Per una teoria della felicità

Fonte: EreticaMente

Felicità versus società
Pare pleonastico porsi domande sulla felicità. Perché desideriamo esser felici? Non c’è un motivo. È il desiderabile per definizione, senza ragione, anche se di fatto non serve a nulla. V’è un’aura di nobiltà nell’essere inutili, e certo è segno di libertà il non servire. Ma questi poetici valori non si conciliano con l’utilitarismo della nostra società. L’infelicità può stimolare le nostre energie, indirizzarle verso la ricerca e la costruzione di un mondo migliore. Una persona felice è appagata, perché dovrebbe lottare e darsi pena? Il regolare funzionamento sociale è assicurato quindi da gente che si sente infelice e che immagina di poter trovare nel futuro ciò che ora le manca.

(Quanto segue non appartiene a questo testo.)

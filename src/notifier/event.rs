//! Status events streamed to observers.

use chrono::Utc;
use serde::{Deserialize, Serialize};
use serde_json::Value;

/// How an event is presented on the observer side.
///
/// Levels prefixed with `App` describe high-level run state changes.
#[derive(Clone, Copy, Debug, PartialEq, Eq, Hash, Serialize, Deserialize)]
#[serde(rename_all = "snake_case")]
pub enum NotificationLevel {
    AppStart,
    AppComplete,
    AppPause,
    AppResume,
    AppStateChange,
    #[serde(rename = "app_estop_set")]
    AppEstop,
    AppEstopRelease,
    Info,
    Warning,
    Error,
    IoState,
    UiInfo,
}

/// One status line, serialized as
/// `{"timeSeconds", "level", "message", "customPayload"}`.
#[derive(Clone, Debug, PartialEq, Serialize, Deserialize)]
#[serde(rename_all = "camelCase")]
pub struct StatusEvent {
    /// Seconds since the Unix epoch
    pub time_seconds: f64,
    pub level: NotificationLevel,
    pub message: String,
    pub custom_payload: Option<Value>,
}

impl StatusEvent {
    /// Create an event stamped with the current time.
    pub fn new(level: NotificationLevel, message: impl Into<String>, payload: Option<Value>) -> Self {
        Self {
            time_seconds: Utc::now().timestamp_micros() as f64 / 1_000_000.0,
            level,
            message: message.into(),
            custom_payload: payload,
        }
    }

    /// JSON text frame sent to observers.
    pub fn to_frame(&self) -> Result<String, serde_json::Error> {
        serde_json::to_string(self)
    }
}

#[cfg(test)]
mod tests {
    use super::*;
    use serde_json::json;

    #[test]
    fn frame_uses_wire_field_names() {
        let event = StatusEvent::new(
            NotificationLevel::IoState,
            "",
            Some(json!({"name": "clamp", "value": 1})),
        );

        let frame: Value = serde_json::from_str(&event.to_frame().unwrap()).unwrap();

        assert_eq!(frame["level"], "io_state");
        assert_eq!(frame["message"], "");
        assert_eq!(frame["customPayload"]["name"], "clamp");
        assert!(frame["timeSeconds"].as_f64().unwrap() > 1_600_000_000.0);
    }

    #[test]
    fn missing_payload_serializes_as_null() {
        let event = StatusEvent::new(NotificationLevel::AppStart, "MachineApp started", None);
        let frame: Value = serde_json::from_str(&event.to_frame().unwrap()).unwrap();

        assert!(frame["customPayload"].is_null());
    }

    #[test]
    fn levels_use_wire_names() {
        let names: Vec<String> = [
            NotificationLevel::AppStart,
            NotificationLevel::AppComplete,
            NotificationLevel::AppPause,
            NotificationLevel::AppResume,
            NotificationLevel::AppStateChange,
            NotificationLevel::AppEstop,
            NotificationLevel::AppEstopRelease,
            NotificationLevel::UiInfo,
        ]
        .iter()
        .map(|level| serde_json::to_value(level).unwrap().as_str().unwrap().to_string())
        .collect();

        assert_eq!(
            names,
            vec![
                "app_start",
                "app_complete",
                "app_pause",
                "app_resume",
                "app_state_change",
                "app_estop_set",
                "app_estop_release",
                "ui_info",
            ]
        );
    }
}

La felicità è un mito, l’utopia che giustifica il nostro essere provvisoriamente infelici, l’orizzonte irraggiungibile verso cui tendere i nostri sforzi. È l’infelicità a far girare il mondo, l’olio che ne lubrifica gli ingranaggi. La gente felice serve a poco, non fa la guerra, non prende medicine, forse neppure crede ai mass-media. La politica perderebbe ogni ragion d’essere se sparisse un malessere generale cui promettere cambiamenti positivi a breve o medio termine. Perciò i governi si mobilitano per rendere la salute pubblica cagionevole, per alimentare lo stress, i sensi di colpa, le ansietà e le insoddisfazioni, l’odio verso qualcuno ecc. E se non fosse che è necessario salvare le apparenze, una legge vieterebbe già da tempo d’esser felici.

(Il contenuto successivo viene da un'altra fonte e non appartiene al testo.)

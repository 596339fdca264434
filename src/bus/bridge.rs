//! Per-device subscription bridges.

use super::{BusConnection, BusError, BusMessage, DeviceLink, MessageHandler};
use async_channel::{Receiver, Sender};
use std::collections::HashMap;
use std::panic::{self, AssertUnwindSafe};
use std::sync::Arc;
use tracing::{debug, error, trace, warn};

/// Callback registered for a topic on a bridge.
pub type Callback = Box<dyn FnMut(&BusMessage) -> anyhow::Result<()> + Send>;

/// Subscribes to topics on one device connection and dispatches inbound
/// messages to registered callbacks.
///
/// Transports deliver messages on their own thread; the bridge queues them
/// and [`dispatch`](EventBridge::dispatch) fires the callbacks on the
/// caller's thread. Dropping a bridge releases it.
pub struct EventBridge {
    device: String,
    connection: Option<Box<dyn BusConnection>>,
    callbacks: HashMap<String, Vec<Callback>>,
    inbox_tx: Sender<(String, BusMessage)>,
    inbox: Receiver<(String, BusMessage)>,
}

impl EventBridge {
    /// Open a connection to `link` and wrap it in an empty bridge.
    pub fn open(link: &dyn DeviceLink) -> Result<Self, BusError> {
        let connection = link.open()?;
        let (inbox_tx, inbox) = async_channel::unbounded();
        debug!(device = link.identity(), "Opened event bridge");
        Ok(Self {
            device: link.identity().to_string(),
            connection: Some(connection),
            callbacks: HashMap::new(),
            inbox_tx,
            inbox,
        })
    }

    pub fn device_identity(&self) -> &str {
        &self.device
    }

    /// Add `callback` for `topic`.
    ///
    /// Registration is additive: registering the same topic twice keeps
    /// both callbacks. The transport subscription is made once per topic.
    pub fn register<F>(&mut self, topic: &str, callback: F) -> Result<(), BusError>
    where
        F: FnMut(&BusMessage) -> anyhow::Result<()> + Send + 'static,
    {
        if !self.callbacks.contains_key(topic) {
            let connection = self.connection.as_mut().ok_or(BusError::Closed)?;
            let inbox = self.inbox_tx.clone();
            let key = topic.to_string();
            let handler: MessageHandler = Arc::new(move |message: BusMessage| {
                if inbox.try_send((key.clone(), message)).is_err() {
                    trace!(topic = %key, "Bridge inbox closed, dropping message");
                }
            });
            connection.subscribe(topic, handler)?;
        }

        self.callbacks
            .entry(topic.to_string())
            .or_default()
            .push(Box::new(callback));
        Ok(())
    }

    /// Fire callbacks for every queued message.
    ///
    /// Callbacks for a topic run in registration order. A callback that
    /// fails or panics is logged and skipped; its siblings still run.
    /// Returns the number of messages dispatched.
    pub fn dispatch(&mut self) -> usize {
        let mut dispatched = 0;
        while let Ok((topic, message)) = self.inbox.try_recv() {
            dispatched += 1;
            let Some(callbacks) = self.callbacks.get_mut(&topic) else {
                continue;
            };
            for (index, callback) in callbacks.iter_mut().enumerate() {
                match panic::catch_unwind(AssertUnwindSafe(|| callback(&message))) {
                    Ok(Ok(())) => {}
                    Ok(Err(err)) => warn!(
                        device = %self.device,
                        topic = %message.topic,
                        callback = index,
                        "Bus callback failed: {err:#}"
                    ),
                    Err(_) => error!(
                        device = %self.device,
                        topic = %message.topic,
                        callback = index,
                        "Bus callback panicked"
                    ),
                }
            }
        }
        dispatched
    }

    /// Unsubscribe every topic and close the connection. Idempotent.
    pub fn release(&mut self) {
        let Some(mut connection) = self.connection.take() else {
            return;
        };
        for topic in self.callbacks.keys() {
            if let Err(err) = connection.unsubscribe(topic) {
                warn!(device = %self.device, "Failed to unsubscribe: {err}");
            }
        }
        connection.close();
        self.callbacks.clear();
        while self.inbox.try_recv().is_ok() {}
        debug!(device = %self.device, "Released event bridge");
    }

    pub fn is_released(&self) -> bool {
        self.connection.is_none()
    }

    pub fn topics(&self) -> impl Iterator<Item = &str> {
        self.callbacks.keys().map(String::as_str)
    }

    pub fn callback_count(&self, topic: &str) -> usize {
        self.callbacks.get(topic).map_or(0, Vec::len)
    }
}

impl Drop for EventBridge {
    fn drop(&mut self) {
        self.release();
    }
}

/// The bridges owned by one state, at most one per device identity.
#[derive(Default)]
pub struct SubscriptionSet {
    bridges: Vec<EventBridge>,
}

impl SubscriptionSet {
    pub fn new() -> Self {
        Self::default()
    }

    /// Register `callback` for `topic` on the bridge for `device`, opening
    /// that bridge on first use.
    pub fn register_callback<F>(
        &mut self,
        device: &dyn DeviceLink,
        topic: &str,
        callback: F,
    ) -> Result<(), BusError>
    where
        F: FnMut(&BusMessage) -> anyhow::Result<()> + Send + 'static,
    {
        let index = match self
            .bridges
            .iter()
            .position(|bridge| bridge.device_identity() == device.identity())
        {
            Some(index) => index,
            None => {
                self.bridges.push(EventBridge::open(device)?);
                self.bridges.len() - 1
            }
        };
        self.bridges[index].register(topic, callback)
    }

    /// Dispatch queued messages on every bridge.
    pub fn dispatch(&mut self) -> usize {
        self.bridges.iter_mut().map(EventBridge::dispatch).sum()
    }

    /// Release and drop every bridge.
    pub fn release(&mut self) {
        for bridge in &mut self.bridges {
            bridge.release();
        }
        self.bridges.clear();
    }

    pub fn len(&self) -> usize {
        self.bridges.len()
    }

    pub fn is_empty(&self) -> bool {
        self.bridges.is_empty()
    }

    pub fn bridges(&self) -> &[EventBridge] {
        &self.bridges
    }
}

Anche l’economia prospera grazie all’infelicità della gente. Le persone serene non sentono il bisogno di comprare cose di cui non hanno bisogno. Questo atteggiamento contiene in germe la distruzione del mercato. Perciò tanti specialisti si preoccupano di creare in noi desideri e frustrazioni che possiamo placare solo seguendo i consigli della pubblicità. Una persona felice non potrebbe mai aderire al pensiero rovesciato tipico del nostro sistema consumistico, ovvero: imporci domande che nessuno si è posto per darci risposte che nessuno ha chiesto. Schema che per altro offre al nostro dolore un sollievo effimero: il momento beato dell’acquisto, il piacere caduco del possesso, una breve euforia e nulla più. Anche la felicità va regolata dal principio dell’obsolescenza programmata, affinché il consumatore torni rapidamente a essere infelice e a bramare altre cose inutili.
La felicità sarebbe fatale anche alla filosofia, alla psicologia e alla scienza, deleteria per la nostra ricerca intellettuale quanto lo è l’esser sani per l’industria farmaceutica. La felicità è inconscia, irrazionale, non incita all’introspezione. Come la salute, è silenziosa e discreta, non chiede che te ne curi. Ti accorgi di lei solo quando non c’è. È l’infelicità, come la malattia, che attira su di sé ogni attenzione, ci rende autocoscienti, ci costringe a interrogarci, a lambiccarci il cervello. L’infelice si scruta, si analizza, vuol capirsi, scoprire cause e rimedi. Questo arricchisce enormemente la conoscenza dell’uomo e del mondo. La felicità frenerebbe il progresso umano, che invece avanza trionfante sull’onda del nostro malcontento.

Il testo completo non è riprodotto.